Beyond substantial press coverage, Teijeiro said a number of companies had approached them to commercialise it and the WHO is also interested in integrating the idea into its own app.
‘Shazam’ it
Meanwhile in Geneva, scientists at the University Hospital (HUG) External linkare developing a comparable idea: an autonomous intelligent stethoscope that analyses breathing patterns to help determine whether someone has Covid-19 or other respiratory illnesses like pneumonia.
All lung diseases have different acoustic signatures, explains Alain Gervaix, head of the Department of Women, Children and Adolescents at the HUG.
“The sounds of asthma are different from those of pneumonia and bronchiolitis. Like the Shazam music app, which can recognise a song and its author and title, we’re using AI algorithms to find the acoustic signatures of each of these illnesses,” he explained.
The doctors want to add Covid to that list. Since the outbreak of the disease they have collected and analysed thousands of recordings of Covid patients. They are presently collaborating with a team at EPFL and the University of Applied Sciences (HEPIA) in Geneva to build a prototype device that should be ready at the end of September.
On paper it resembles a small pot of face cream rather than a traditional stethoscope.
“You won’t even need to have anything in your ears,” explains Gervaix. “You place the device on the patient’s thorax. Their breathing is recorded via an internal microphone. The device records, analyses and displays results on a smartphone or tablet.”
Replacing the doctors’ ears
The stethoscope should enable a better early screening of Covid patients who require an expensive test.
Anyone with the virus could use the device to regularly check themselves, said Gervaix. By monitoring changes in breathing, the algorithms could tell them – and their doctor via an automatic alert – if they are getting better or worse.

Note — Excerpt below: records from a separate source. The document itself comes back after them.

//! The reverse state machine: drives host state back to the snapshot
//! recorded in the journal. The only component allowed to enter fail-closed
//! mode, and the only place the journal file is ever deleted on success.

use convpn_lib::dirs;
use convpn_lib::journal::{Action, Journal};

use crate::error::Error;
use crate::iptables_ops::IptablesOps;
use crate::mutators;
use crate::net_ops::NetOps;

/// Drives every recorded mutation back to its pre-connection state.
///
/// `failure` marks whether the tunnel was mid-session when this ran: if the
/// tunnel process was ever journaled as started and this is a failure path,
/// the host is left fail-closed (`nmcli networking off`) rather than
/// returned to its original connectivity, since a half-restored route table
/// is worse than no connectivity at all.
pub async fn run(
    net: &impl NetOps,
    ipt4: &impl IptablesOps,
    ipt6: &impl IptablesOps,
    journal: &Journal,
    failure: bool,
) -> Result<(), Error> {
    let _ = net.killall("openvpn").await;

    if let Err(e) = mutators::teardown_kill_switch(net, ipt4, ipt6, journal).await {
        tracing::warn!(error = %e, "kill switch teardown failed during cleanup");
    }

    if let Err(e) = mutators::restore_resolv_conf(journal).await {
        tracing::warn!(error = %e, "resolv.conf restore failed during cleanup");
    }

    if let Err(e) = mutators::dns::restore(net, journal).await {
        tracing::warn!(error = %e, "dns backend restore failed during cleanup");
    }

    let vpn_started = journal.get::<bool>(Action::VpnStarted).unwrap_or(false);

    if vpn_started && failure {
        if let Err(e) = net.nmcli_networking_off().await {
            tracing::error!(error = %e, "failed to fail-close networking after a failed connection attempt");
        }
    } else if journal.contains(Action::NmConnection) {
        if let Err(e) = mutators::restore_connection(net, journal).await {
            tracing::warn!(error = %e, "NetworkManager connection restore failed during cleanup");
        }
    }

    delete_session_files().await;

    Ok(())
}

async fn delete_session_files() {
    for name in ["openvpn.log", "forwarded_port.txt", "reconnections.log", "convpn_dns.log", "convpn_dns_backup.json"] {
        if let Ok(path) = dirs::cache_dir(name) {
            let _ = tokio::fs::remove_file(path).await;
        }
    }
}
//! Parsers over command output and the tunnel's own log, used to observe
//! current host network state without mutating anything.
//!
//! Each extractor is a small, independently testable function rather than
//! one monolithic regex: OpenVPN's log format has drifted across versions,
//! so several fields try more than one pattern, first match wins.

use regex::Regex;
use std::net::Ipv4Addr;
use std::sync::LazyLock;

#[derive(Clone, Debug, PartialEq)]
pub struct RemoteEndpoint {
    pub ip: String,
    pub port: String,
    pub proto: String,
}

static TUN_DEVICE_RE: LazyLock<Regex> =
    LazyLock::new(|| Regex::new(r"TUN/TAP device (tun\d+) opened").expect("valid regex"));
static PUSHED_DNS_RE: LazyLock<Regex> =
    LazyLock::new(|| Regex::new(r"(?:dhcp-option DNS|net_dns_v4_add:)\s+([\d.]+)").expect("valid regex"));
static REMOTE_LINE_RE: LazyLock<Regex> = LazyLock::new(|| {
    Regex::new(r"link remote:? \[AF_INET\]([\d.]+):(\d+)\s*(?:\((tcp|udp)\))?").expect("valid regex")
});
static DCO_IP_RE: LazyLock<Regex> =
    LazyLock::new(|| Regex::new(r"net_addr_v4_add:\s*([\d.]+)/\d+").expect("valid regex"));
static IFCONFIG_IP_RE: LazyLock<Regex> =
    LazyLock::new(|| Regex::new(r"ifconfig\s+([\d.]+)\s+[\d.]+").expect("valid regex"));
static IP_ADDR_ADD_RE: LazyLock<Regex> =
    LazyLock::new(|| Regex::new(r"ip addr add dev tun\d+\s+([\d.]+)/\d+").expect("valid regex"));

pub const INIT_SEQUENCE_MARKER: &str = "Initialization Sequence Completed";

pub fn tunnel_is_up(log: &str) -> bool {
    log.contains(INIT_SEQUENCE_MARKER)
}

pub fn tun_interface(log: &str) -> Option<String> {
    TUN_DEVICE_RE.captures(log).map(|c| c[1].to_string())
}

/// Unique pushed DNS servers, preserving first-seen order.
pub fn pushed_dns_servers(log: &str) -> Vec<Ipv4Addr> {
    let mut seen = Vec::new();
    for caps in PUSHED_DNS_RE.captures_iter(log) {
        if let Ok(addr) = caps[1].parse::<Ipv4Addr>() {
            if !seen.contains(&addr) {
                seen.push(addr);
            }
        }
    }
    seen
}

pub fn remote_endpoint(log: &str) -> Option<RemoteEndpoint> {
    let caps = REMOTE_LINE_RE.captures(log)?;
    Some(RemoteEndpoint {
        ip: caps[1].to_string(),
        port: caps[2].to_string(),
        proto: caps.get(3).map(|m| m.as_str()).unwrap_or("udp").to_string(),
    })
}

/// Internal tunnel IP, tried against three known log shapes in order:
/// modern data-channel-offload, classic `ifconfig`, and legacy `ip addr add`.
pub fn internal_ip(log: &str) -> Option<String> {
    DCO_IP_RE
        .captures(log)
        .or_else(|| IFCONFIG_IP_RE.captures(log))
        .or_else(|| IP_ADDR_ADD_RE.captures(log))
        .map(|c| c[1].to_string())
}

pub fn default_route_line(ip_route_output: &str) -> Option<String> {
    ip_route_output
        .lines()
        .find(|line| line.starts_with("default "))
        .map(|line| line.trim_start_matches("default ").to_string())
}

/// Every non-tunnel default route line, used by the guardian to find
/// routes that need correcting.
pub fn non_tunnel_default_routes(ip_route_output: &str) -> Vec<String> {
    ip_route_output
        .lines()
        .filter(|line| line.starts_with("default ") && !line.contains("dev tun"))
        .map(str::to_string)
        .collect()
}

pub fn main_managed_connection(nmcli_device_status: &str) -> Option<(String, String)> {
    // Expected columns: DEVICE TYPE STATE CONNECTION
    nmcli_device_status.lines().find_map(|line| {
        let cols: Vec<&str> = line.split_whitespace().collect();
        let device = cols.first()?;
        let state = cols.get(2)?;
        let connection = cols.get(3)?;
        if *device != "lo" && !device.starts_with("tun") && *state == "connected" && *connection != "--" {
            Some((device.to_string(), connection.to_string()))
        } else {
            None
        }
    })
}

pub fn local_subnet(ip_route_output: &str, physical_iface: &str) -> Option<String> {
    ip_route_output.lines().find_map(|line| {
        let cols: Vec<&str> = line.split_whitespace().collect();
        let cidr = cols.first()?;
        if cidr.contains('/') && line.contains("scope link") && line.contains(physical_iface) {
            Some(cidr.to_string())
        } else {
            None
        }
    })
}

pub fn resolved_active(resolvectl_status_exit_ok: bool) -> bool {
    resolvectl_status_exit_ok
}

pub fn ufw_active(ufw_status_output: &str) -> bool {
    ufw_status_output.lines().next().map(|l| l.trim() == "Status: active").unwrap_or(false)
}

#[cfg(test)]
mod tests {
    use super::*;

    const SAMPLE_LOG: &str = "\
Tue Jan  1 00:00:00 2026 TUN/TAP device tun0 opened
Tue Jan  1 00:00:00 2026 link remote: [AF_INET]203.0.113.9:1194 (udp)
Tue Jan  1 00:00:01 2026 PUSH: Received control message: 'PUSH_REPLY,dhcp-option DNS 10.8.0.1,dhcp-option DNS 10.8.0.2,dhcp-option DNS 10.8.0.1'
Tue Jan  1 00:00:02 2026 net_addr_v4_add: 10.8.0.6/24 dev tun0
Tue Jan  1 00:00:03 2026 Initialization Sequence Completed
";

    #[test]
    fn extracts_tun_interface() {
        assert_eq!(tun_interface(SAMPLE_LOG), Some("tun0".to_string()));
    }

    #[test]
    fn extracts_unique_pushed_dns_in_first_seen_order() {
        let servers: Vec<String> = pushed_dns_servers(SAMPLE_LOG).iter().map(ToString::to_string).collect();
        assert_eq!(servers, vec!["10.8.0.1", "10.8.0.2"]);
    }

    #[test]
    fn extracts_remote_endpoint_with_protocol() {
        let remote = remote_endpoint(SAMPLE_LOG).expect("remote endpoint present");
        assert_eq!(remote.ip, "203.0.113.9");
        assert_eq!(remote.port, "1194");
        assert_eq!(remote.proto, "udp");
    }

    #[test]
    fn extracts_internal_ip_from_dco_pattern() {
        assert_eq!(internal_ip(SAMPLE_LOG), Some("10.8.0.6".to_string()));
    }

    #[test]
    fn detects_init_sequence_marker() {
        assert!(tunnel_is_up(SAMPLE_LOG));
        assert!(!tunnel_is_up("still connecting"));
    }

    #[test]
    fn empty_log_yields_no_pushed_dns() {
        assert!(pushed_dns_servers("nothing here").is_empty());
    }

    #[test]
    fn finds_non_tunnel_default_routes() {
        let table = "default via 192.168.1.1 dev eth0 proto dhcp\ndefault dev tun0 scope link\n";
        let stray = non_tunnel_default_routes(table);
        assert_eq!(stray.len(), 1);
        assert!(stray[0].contains("eth0"));
    }

    #[test]
    fn finds_main_managed_connection_skipping_loopback_and_tunnel() {
        let status = "lo loopback connected lo\neth0 ethernet connected Wired-Conn\ntun0 tun connected tun0\n";
        let (device, connection) = main_managed_connection(status).expect("connection found");
        assert_eq!(device, "eth0");
        assert_eq!(connection, "Wired-Conn");
    }

    #[test]
    fn ufw_active_reads_first_status_line() {
        assert!(ufw_active("Status: active\n"));
        assert!(!ufw_active("Status: inactive\n"));
    }
}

The project is moving ahead and a number of interested parties are lining up. Gervaix said he had been in touch with the Swiss NGO Terre des hommes about using the device in poorer countries. Chemists in Switzerland are also interested, as the Swiss government wants pharmacists to become frontline health actors in the future.
“Covid has changed medicine a great deal,” said Gervaix. “It has separated the patient from their doctor rather than bring them closer together. But Covid has also revealed how telemedicine has become much more important. Telemedicine is starting to show its true capabilities.”